Ma'an
A year after Israel's assault on Gaza, bureaucratic wrangling is threatening to bury a UN report that accuses Israel and Palestinian militias of committing war crimes, a UN expert on the issue said on Wednesday.
Richard Falk, the UN’s special rapporteur on human rights in the occupied Palestinian territories, made the remarks ahead of a Friday vote at the UN General Assembly, which is expected to give Israeli and Palestinian authorities five more months to investigate war crimes charges outlined in the Goldstone report.
“I think it's part of the wider effort basically to bury the recommendations of the Goldstone report, unnecessarily delaying the implementation of its recommendations,” Falk told Ma’an in a phone interview.

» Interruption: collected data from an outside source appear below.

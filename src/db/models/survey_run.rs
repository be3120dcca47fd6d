use std::str::FromStr;

use anyhow::{anyhow, bail, Result};
use chrono::{DateTime, Utc};
use serde::{Deserialize, Serialize};

#[derive(Debug, Clone, Copy, Serialize, Deserialize, PartialEq, Eq)]
#[serde(rename_all = "camelCase")]
pub enum SurveyRunStatus {
    Running,
    Completed,
    Cancelled,
    Interrupted,
}

impl SurveyRunStatus {
    pub fn as_str(&self) -> &'static str {
        match self {
            SurveyRunStatus::Running => "Running",
            SurveyRunStatus::Completed => "Completed",
            SurveyRunStatus::Cancelled => "Cancelled",
            SurveyRunStatus::Interrupted => "Interrupted",
        }
    }
}

impl FromStr for SurveyRunStatus {
    type Err = anyhow::Error;

    fn from_str(value: &str) -> Result<Self> {
        match value {
            "Running" => Ok(SurveyRunStatus::Running),
            "Completed" => Ok(SurveyRunStatus::Completed),
            "Cancelled" => Ok(SurveyRunStatus::Cancelled),
            "Interrupted" => Ok(SurveyRunStatus::Interrupted),
            other => Err(anyhow!("unknown survey run status {other}")),
        }
    }
}

/// What the observer reported once the survey ended.
#[derive(Debug, Clone, Copy, Serialize, Deserialize, PartialEq)]
#[serde(rename_all = "camelCase")]
pub struct Detection {
    pub detected: bool,
    /// Compass bearing to the bird, 0-359.
    pub direction_deg: Option<u16>,
    pub distance_m: Option<f64>,
}

impl Detection {
    pub fn none() -> Self {
        Self {
            detected: false,
            direction_deg: None,
            distance_m: None,
        }
    }

    /// A bird answered. Bearing and distance are optional but must be plausible.
    pub fn sighted(direction_deg: Option<u16>, distance_m: Option<f64>) -> Result<Self> {
        let detection = Self {
            detected: true,
            direction_deg,
            distance_m,
        };
        detection.validate()?;
        Ok(detection)
    }

    pub fn validate(&self) -> Result<()> {
        if let Some(deg) = self.direction_deg {
            if deg >= 360 {
                bail!("bearing must be 0-359, got {deg}");
            }
        }
        if let Some(m) = self.distance_m {
            if !m.is_finite() || m < 0.0 {
                bail!("distance must be a non-negative number of metres, got {m}");
            }
        }
        Ok(())
    }
}

/// Highest station number inside a quadrat.
pub const STATIONS_PER_QUADRAT: u8 = 16;

/// Where and under which conditions a survey was run. Conditions are kept as the
/// observer entered them.
#[derive(Debug, Clone, Default, Serialize, Deserialize, PartialEq)]
#[serde(rename_all = "camelCase")]
pub struct SurveySite {
    pub observer: Option<String>,
    /// Quadrat letter, A-X.
    pub quadrat: Option<String>,
    /// Station number within the quadrat, 1-16.
    pub station: Option<u8>,
    pub cloud: Option<String>,
    pub wind: Option<String>,
    pub noise: Option<String>,
    pub latitude: Option<f64>,
    pub longitude: Option<f64>,
}

impl SurveySite {
    pub fn validate(&self) -> Result<()> {
        if let Some(quadrat) = &self.quadrat {
            if !is_valid_quadrat(quadrat) {
                bail!("quadrat must be a single letter A-X, got '{quadrat}'");
            }
        }
        if let Some(station) = self.station {
            if !(1..=STATIONS_PER_QUADRAT).contains(&station) {
                bail!("station must be 1-{STATIONS_PER_QUADRAT}, got {station}");
            }
        }
        if let Some(lat) = self.latitude {
            if !lat.is_finite() || !(-90.0..=90.0).contains(&lat) {
                bail!("latitude must be within -90..90, got {lat}");
            }
        }
        if let Some(lon) = self.longitude {
            if !lon.is_finite() || !(-180.0..=180.0).contains(&lon) {
                bail!("longitude must be within -180..180, got {lon}");
            }
        }
        Ok(())
    }

    /// True once the run can be tied to a station.
    pub fn is_located(&self) -> bool {
        self.quadrat.is_some() && self.station.is_some()
    }
}

fn is_valid_quadrat(value: &str) -> bool {
    matches!(value.as_bytes(), [b'A'..=b'X'])
}

#[derive(Debug, Clone, Serialize, Deserialize)]
#[serde(rename_all = "camelCase")]
pub struct SurveyRun {
    pub id: String,
    pub protocol: String,
    pub debug: bool,
    pub site: SurveySite,
    pub started_at: DateTime<Utc>,
    pub ended_at: Option<DateTime<Utc>>,
    pub status: SurveyRunStatus,
    pub phases_total: u64,
    pub phases_completed: u64,
    pub detection: Option<Detection>,
    pub created_at: DateTime<Utc>,
    pub updated_at: DateTime<Utc>,
}

#[cfg(test)]
mod tests {
    use super::*;

    #[test]
    fn status_round_trips_through_its_name() {
        for status in [
            SurveyRunStatus::Running,
            SurveyRunStatus::Completed,
            SurveyRunStatus::Cancelled,
            SurveyRunStatus::Interrupted,
        ] {
            assert_eq!(status.as_str().parse::<SurveyRunStatus>().expect("parse"), status);
        }
        assert!("Paused".parse::<SurveyRunStatus>().is_err());
    }

    #[test]
    fn sighted_detection_rejects_impossible_values() {
        assert!(Detection::sighted(Some(359), Some(0.0)).is_ok());
        assert!(Detection::sighted(None, None).is_ok());
        assert!(Detection::sighted(Some(360), None).is_err());
        assert!(Detection::sighted(None, Some(-5.0)).is_err());
        assert!(Detection::sighted(None, Some(f64::NAN)).is_err());
    }

    #[test]
    fn site_checks_quadrat_station_and_coordinates() {
        let site = SurveySite {
            quadrat: Some("K".into()),
            station: Some(16),
            latitude: Some(43.07),
            longitude: Some(-89.4),
            ..SurveySite::default()
        };
        assert!(site.validate().is_ok());
        assert!(site.is_located());

        let bad_quadrat = SurveySite {
            quadrat: Some("Y".into()),
            ..SurveySite::default()
        };
        assert!(bad_quadrat.validate().is_err());

        let bad_station = SurveySite {
            station: Some(17),
            ..SurveySite::default()
        };
        assert!(bad_station.validate().is_err());

        let bad_latitude = SurveySite {
            latitude: Some(91.0),
            ..SurveySite::default()
        };
        assert!(bad_latitude.validate().is_err());
        assert!(!SurveySite::default().is_located());
    }
}
#[cfg(feature = "playback")]
pub mod engine;

#[cfg(feature = "playback")]
pub use engine::AudioEngineHandle;

use std::path::PathBuf;

use tokio::sync::mpsc;

use crate::survey::CallCue;

const ENABLE_LOGS: bool = true;

use crate::log_info;

/// A call that could not be played. Playback runs independently of the survey
/// clock, so failures travel on their own channel instead of as errors from
/// `play`.
#[derive(Debug, Clone, PartialEq, Eq)]
pub struct PlaybackFailure {
    pub clip: PathBuf,
    pub reason: String,
}

pub type FailureSender = mpsc::UnboundedSender<PlaybackFailure>;
pub type FailureReceiver = mpsc::UnboundedReceiver<PlaybackFailure>;

pub fn failure_channel() -> (FailureSender, FailureReceiver) {
    mpsc::unbounded_channel()
}

/// Plays survey calls. `play` only submits the cue and must return promptly;
/// it replaces any call still sounding.
pub trait CallPlayer: Send + Sync {
    fn play(&self, cue: &CallCue) -> Result<(), String>;
    fn stop(&self) -> Result<(), String>;
}

/// Stand-in used when the crate is built without audio output.
#[derive(Debug, Default)]
pub struct SilentPlayer;

impl CallPlayer for SilentPlayer {
    fn play(&self, cue: &CallCue) -> Result<(), String> {
        log_info!(
            "audio output disabled; skipping {} ({}s from {}s)",
            cue.clip.display(),
            cue.duration.as_secs(),
            cue.offset.as_secs()
        );
        Ok(())
    }

    fn stop(&self) -> Result<(), String> {
        Ok(())
    }
}

#[cfg(feature = "playback")]
pub fn default_player(failures: FailureSender) -> Box<dyn CallPlayer> {
    Box::new(AudioEngineHandle::new(failures))
}

#[cfg(not(feature = "playback"))]
pub fn default_player(failures: FailureSender) -> Box<dyn CallPlayer> {
    drop(failures);
    Box::new(SilentPlayer)
}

As time passes, Falk said, the UN is less likely to hold accused war criminals accountable. The delays “remove the reality of what happened in Gaza from the collective memory of world society.”

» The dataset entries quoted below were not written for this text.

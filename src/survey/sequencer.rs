use std::time::{Duration, Instant};

use super::countdown::{format_remaining, Countdown};
use super::phase::{CallCue, PhasePlan, SURVEY_COMPLETE_MESSAGE};
use super::state::{SurveySnapshot, SurveyStatus};

const ENABLE_LOGS: bool = true;

use crate::{log_info, log_warn};

/// Side effect requested by a transition. The host applies them in order.
#[derive(Debug, Clone, PartialEq, Eq)]
pub enum SurveyEffect {
    ShowRemaining(String),
    ShowMessage(String),
    PlayCall(CallCue),
    HaltCall,
    PhaseStarted { phase_index: usize },
    PhaseCompleted { phase_index: usize },
    SurveyCompleted,
    SurveyStopped { phase_index: usize, remaining: Duration },
}

/// Chains the phases of a plan. Every transition is a plain method call that takes
/// the current instant and returns effects, so the sequencer owns no timers and
/// performs no I/O.
#[derive(Debug, Clone)]
pub struct SurveySequencer {
    plan: PhasePlan,
    debug: bool,
    status: SurveyStatus,
    countdown: Option<Countdown>,
    phases_started: usize,
    phases_completed: usize,
    message: Option<String>,
    display: String,
}

impl SurveySequencer {
    pub fn new(plan: PhasePlan, debug: bool) -> Self {
        Self {
            plan,
            debug,
            status: SurveyStatus::Idle,
            countdown: None,
            phases_started: 0,
            phases_completed: 0,
            message: None,
            display: format_remaining(Duration::ZERO),
        }
    }

    pub fn plan(&self) -> &PhasePlan {
        &self.plan
    }

    pub fn debug(&self) -> bool {
        self.debug
    }

    pub fn status(&self) -> SurveyStatus {
        self.status
    }

    /// Countdowns created during the current run.
    pub fn phases_started(&self) -> usize {
        self.phases_started
    }

    pub fn phases_completed(&self) -> usize {
        self.phases_completed
    }

    /// Idle, Complete or Stopped -> Running(0). Ignored while a survey is running.
    pub fn start(&mut self, now: Instant) -> Vec<SurveyEffect> {
        let mut effects = Vec::new();
        if self.status.is_running() {
            log_warn!("start requested while survey already running; ignoring");
            return effects;
        }

        self.countdown = None;
        self.phases_started = 0;
        self.phases_completed = 0;
        log_info!(
            "starting {} survey with {} phases (debug: {})",
            self.plan.protocol().as_str(),
            self.plan.len(),
            self.debug
        );

        if self.plan.is_empty() {
            self.finish(&mut effects);
        } else {
            self.begin_phase(0, now, &mut effects);
        }
        effects
    }

    /// Running(i) -> Stopped. Ignored in any other state.
    pub fn stop(&mut self, now: Instant) -> Vec<SurveyEffect> {
        let mut effects = Vec::new();
        let Some(phase_index) = self.status.phase_index() else {
            return effects;
        };

        let remaining = self
            .countdown
            .as_mut()
            .map(|countdown| countdown.pause(now))
            .unwrap_or(Duration::ZERO);
        self.status = SurveyStatus::Stopped;
        self.display = format_remaining(remaining);
        log_info!(
            "survey stopped during phase {} with {} left",
            phase_index,
            self.display
        );

        effects.push(SurveyEffect::HaltCall);
        effects.push(SurveyEffect::ShowRemaining(self.display.clone()));
        effects.push(SurveyEffect::SurveyStopped {
            phase_index,
            remaining,
        });
        effects
    }

    /// Recomputes remaining time and advances when the active countdown crosses zero.
    pub fn tick(&mut self, now: Instant) -> Vec<SurveyEffect> {
        let mut effects = Vec::new();
        let Some(phase_index) = self.status.phase_index() else {
            return effects;
        };
        let Some(countdown) = self.countdown.as_mut() else {
            return effects;
        };

        let step = countdown.step(now);
        self.display = format_remaining(step.remaining);
        effects.push(SurveyEffect::ShowRemaining(self.display.clone()));

        if step.completed {
            self.advance(phase_index, now, &mut effects);
        }
        effects
    }

    pub fn snapshot(&self, now: Instant) -> SurveySnapshot {
        let remaining = match (self.status, self.countdown.as_ref()) {
            (SurveyStatus::Running { .. } | SurveyStatus::Stopped, Some(countdown)) => {
                countdown.remaining(now)
            }
            _ => Duration::ZERO,
        };

        SurveySnapshot {
            status: self.status,
            protocol: self.plan.protocol(),
            debug: self.debug,
            phase_count: self.plan.len(),
            phases_completed: self.phases_completed,
            remaining_ms: remaining.as_millis() as u64,
            display: format_remaining(remaining),
            message: self.message.clone(),
        }
    }

    fn advance(&mut self, phase_index: usize, now: Instant, effects: &mut Vec<SurveyEffect>) {
        self.phases_completed += 1;
        effects.push(SurveyEffect::PhaseCompleted { phase_index });

        let next = phase_index + 1;
        if next < self.plan.len() {
            self.begin_phase(next, now, effects);
        } else {
            self.finish(effects);
        }
    }

    fn begin_phase(&mut self, phase_index: usize, now: Instant, effects: &mut Vec<SurveyEffect>) {
        let Some(phase) = self.plan.get(phase_index).cloned() else {
            self.finish(effects);
            return;
        };

        // The previous countdown is either completed or never existed.
        self.countdown = Some(Countdown::start(phase.duration, now));
        self.status = SurveyStatus::Running { phase_index };
        self.phases_started += 1;
        self.message = Some(phase.message.clone());
        self.display = format_remaining(phase.duration);

        effects.push(SurveyEffect::PhaseStarted { phase_index });
        effects.push(SurveyEffect::ShowMessage(phase.message));
        if let Some(cue) = phase.cue {
            effects.push(SurveyEffect::PlayCall(cue));
        }
        effects.push(SurveyEffect::ShowRemaining(self.display.clone()));
    }

    fn finish(&mut self, effects: &mut Vec<SurveyEffect>) {
        self.countdown = None;
        self.status = SurveyStatus::Complete;
        self.display = format_remaining(Duration::ZERO);
        self.message = Some(SURVEY_COMPLETE_MESSAGE.to_string());
        log_info!("survey complete after {} phases", self.phases_completed);

        effects.push(SurveyEffect::ShowMessage(SURVEY_COMPLETE_MESSAGE.to_string()));
        effects.push(SurveyEffect::SurveyCompleted);
    }
}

The UN-mandated fact-finding mission led by South African jurist Richard Goldstone investigated the possibility of the commission of war crimes during Israel’s three-week assault on Gaza in 2008 and 2009. During the hostilities, more than 1,400 Palestinians and 13 Israelis died. A renowned judge who was the lead international prosecutor in war crimes tribunals in Rwanda and the former Yugoslavia, Goldstone and his team visited Gaza, interviewed hundreds of witnesses and collected thousands of pages of documents in compiling the report. Israel refused to comply with the investigation.

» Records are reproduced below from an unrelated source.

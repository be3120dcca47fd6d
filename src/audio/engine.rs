use rodio::{Decoder, OutputStream, OutputStreamHandle, Sink, Source};
use std::fs::File;
use std::io::BufReader;
use std::sync::{
    mpsc::{self, Sender},
    Arc, Mutex,
};
use std::thread;

use super::{CallPlayer, FailureSender, PlaybackFailure};
use crate::survey::CallCue;

const ENABLE_LOGS: bool = true;

use crate::{log_error, log_info};

enum AudioCommand {
    Play(CallCue),
    Stop,
}

type CueSource = rodio::source::TakeDuration<rodio::source::SkipDuration<Decoder<BufReader<File>>>>;

/// Handle to the dedicated audio thread. rodio's output objects are not `Send`,
/// so they live on that thread and are driven through a command channel.
pub struct AudioEngineHandle {
    tx: Arc<Mutex<Option<Sender<AudioCommand>>>>,
    failures: FailureSender,
}

impl AudioEngineHandle {
    pub fn new(failures: FailureSender) -> Self {
        Self {
            tx: Arc::new(Mutex::new(None)),
            failures,
        }
    }

    fn ensure_thread(&self) -> Result<Sender<AudioCommand>, String> {
        if let Some(tx) = self.tx.lock().map_err(|e| e.to_string())?.as_ref() {
            return Ok(tx.clone());
        }

        let (tx, rx) = mpsc::channel::<AudioCommand>();
        let failures = self.failures.clone();

        thread::Builder::new()
            .name("survey-audio".to_string())
            .spawn(move || {
                // The device stays open for the life of the thread; only sinks are rebuilt.
                let mut output: Option<(OutputStream, OutputStreamHandle)> = None;
                let mut sink: Option<Sink> = None;

                while let Ok(cmd) = rx.recv() {
                    match cmd {
                        AudioCommand::Play(cue) => {
                            // One playback handle at a time.
                            if let Some(old) = sink.take() {
                                old.stop();
                            }

                            let started = decode_cue(&cue).and_then(|source| {
                                let handle = ensure_output(&mut output)?;
                                let new_sink = Sink::try_new(handle)
                                    .map_err(|e| format!("Failed to create audio sink: {}", e))?;
                                new_sink.append(source);
                                new_sink.play();
                                Ok(new_sink)
                            });

                            match started {
                                Ok(new_sink) => {
                                    log_info!(
                                        "playing {} for {}s",
                                        cue.clip.display(),
                                        cue.duration.as_secs()
                                    );
                                    sink = Some(new_sink);
                                }
                                Err(reason) => {
                                    log_error!("call playback failed: {}", reason);
                                    let _ = failures.send(PlaybackFailure {
                                        clip: cue.clip.clone(),
                                        reason,
                                    });
                                }
                            }
                        }
                        AudioCommand::Stop => {
                            if let Some(old) = sink.take() {
                                old.stop();
                            }
                        }
                    }
                }
            })
            .map_err(|e| e.to_string())?;

        let tx_clone = tx.clone();
        *self.tx.lock().map_err(|e| e.to_string())? = Some(tx);
        Ok(tx_clone)
    }
}

fn ensure_output(
    output: &mut Option<(OutputStream, OutputStreamHandle)>,
) -> Result<&OutputStreamHandle, String> {
    if output.is_none() {
        let opened = OutputStream::try_default()
            .map_err(|e| format!("Failed to create audio output stream: {}", e))?;
        *output = Some(opened);
    }
    output
        .as_ref()
        .map(|(_, handle)| handle)
        .ok_or_else(|| "audio output stream unavailable".to_string())
}

fn decode_cue(cue: &CallCue) -> Result<CueSource, String> {
    let file = File::open(&cue.clip)
        .map_err(|e| format!("Failed to open {}: {}", cue.clip.display(), e))?;
    let source = Decoder::new(BufReader::new(file))
        .map_err(|e| format!("Failed to decode {}: {}", cue.clip.display(), e))?;
    Ok(source
        .skip_duration(cue.offset)
        .take_duration(cue.duration))
}

impl CallPlayer for AudioEngineHandle {
    fn play(&self, cue: &CallCue) -> Result<(), String> {
        let tx = self.ensure_thread()?;
        tx.send(AudioCommand::Play(cue.clone()))
            .map_err(|e| e.to_string())
    }

    fn stop(&self) -> Result<(), String> {
        if let Ok(Some(tx)) = self.tx.lock().map(|g| g.clone()) {
            let _ = tx.send(AudioCommand::Stop);
        }
        Ok(())
    }
}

.... In February, UN Secretary-General Ban Ki-Moon said both sides had been inconclusive in their investigations, but did not recommend further action on the issue...
....Falk was incredulous about the five-month extension. "There’s no responsible reason for this delay," he said. "It’s been well over a year since the events occurred and there’s been ample scrutiny” of Goldstone’s findings, he added. “It doesn’t seem like an appropriate response."
In Falk’s view, the General Assembly resolution in November left open avenues for international action, but this “depended on the balance of political authority.”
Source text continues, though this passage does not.